I'm working on some creative projects at the moment (visual art, collaborative research - it's all very nebulous right now) and sooner or later they're going to need an online base. It's years since I last did any of this stuff and I'm completely out of touch - help me get up to speed.

The site structure needs to be flexible enough to house blog-like sections (serially updated content) and portfolio-like sections (non-Flash image galleries etc.), and I want to house several projects at one domain name like this www.domainname.com/project1 www.domainname.com/project2 and so forth. I'm not a techie person at all but I don't mind using an admin interface if it's straightforward. I really don't want to be fending off new exploits or spending days on setup and things like that though. Please ask specific questions if my thinking is too unclear.

I'd really appreciate some feedback from people who really know their stuff rather than from miscellaneous one-time satisfied customers. Keep in mind that I'm in UK, if that's at all relevant.

- Can you suggest any general resources for domain name ideas?

- Who should I register the domain name with? In the past I've used the godaddy service where they conceal your name and address from WHOIS queries. What do you think about that?

- Who should I buy hosting from? I'm not expecting much traffic and my budget is very tight but I would like to go with a company who've been proven over time. Easy setup is a plus. And I want to be able to do redirects easily (e.g. www.mydomainname.com/survey1 would redirect to something like Survey Monkey).

- When I have the name and the empty hole it points to, how should I put something in it? MTCreations recommended Wordpress to another poster here - do you agree with those comments? Would they fit my intentions?

I think that's it.

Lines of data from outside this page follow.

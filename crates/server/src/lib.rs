use axum::{Json, http::StatusCode, response::IntoResponse};
use engine::EngineError;

use serde::Serialize;
pub use server::{app, run_with_listener};

mod accounts;
mod balances;
mod reports;
mod server;
mod transactions;

pub mod types {
    pub mod account {
        pub use api_types::account::{AccountListResponse, AccountNew, AccountView};
    }

    pub mod transaction {
        pub use api_types::transaction::{
            Division, TransactionKind, TransactionListQuery, TransactionListResponse,
            TransactionNew, TransactionUpdate, TransactionView,
        };
    }

    pub mod report {
        pub use api_types::report::{ReportPeriod, ReportQuery, ReportResponse};
    }

    pub mod balance {
        pub use api_types::balance::{BalanceAuditResponse, BalanceDriftView};
    }

    pub use api_types::Message;
}

pub enum ServerError {
    Engine(EngineError),
    Generic(String),
}

#[derive(Serialize)]
struct Error {
    error: String,
}

fn status_for_engine_error(err: &EngineError) -> StatusCode {
    match err {
        EngineError::Validation(_) | EngineError::AmountOverflow(_) => {
            StatusCode::UNPROCESSABLE_ENTITY
        }
        EngineError::KeyNotFound(_) => StatusCode::NOT_FOUND,
        EngineError::ExistingKey(_) => StatusCode::CONFLICT,
        EngineError::EditWindowExpired { .. } => StatusCode::FORBIDDEN,
        EngineError::BalanceMutation(_) | EngineError::Database(_) => {
            StatusCode::INTERNAL_SERVER_ERROR
        }
    }
}

fn message_for_engine_error(err: EngineError) -> String {
    match err {
        EngineError::Database(db_err) => {
            tracing::error!("database error: {db_err}");
            "internal server error".to_string()
        }
        EngineError::BalanceMutation(msg) => {
            tracing::error!("balance mutation failed: {msg}");
            EngineError::BalanceMutation(msg).to_string()
        }
        other => other.to_string(),
    }
}

impl IntoResponse for ServerError {
    fn into_response(self) -> axum::response::Response {
        let (status, error) = match self {
            ServerError::Engine(err) => (status_for_engine_error(&err), message_for_engine_error(err)),
            ServerError::Generic(err) => (StatusCode::BAD_REQUEST, err),
        };

        (status, Json(Error { error })).into_response()
    }
}

impl From<EngineError> for ServerError {
    fn from(value: EngineError) -> Self {
        Self::Engine(value)
    }
}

My problem is that I want a good quality end product but that I don't have the knowledge or discernment to get there on my own, or the budget to buy someone else's.

Thanks everyone - you're saving me hours of reading in circles.
posted by SebastianKnight to Computers & Internet (11 answers total) 5 users marked this as a favorite
 
Best answer: Given your traffic and budget expectations, the first web host I suggest you look at is NFS. They have a payment model where you only pay for what you use (rather than being oversold on unlimited bandwidth and disk space). I've used them, lots of my friends use them, and I've heard very few complaints. The only drawback is they're not very approachable to newbies, and I think you have to pay extra for support these days.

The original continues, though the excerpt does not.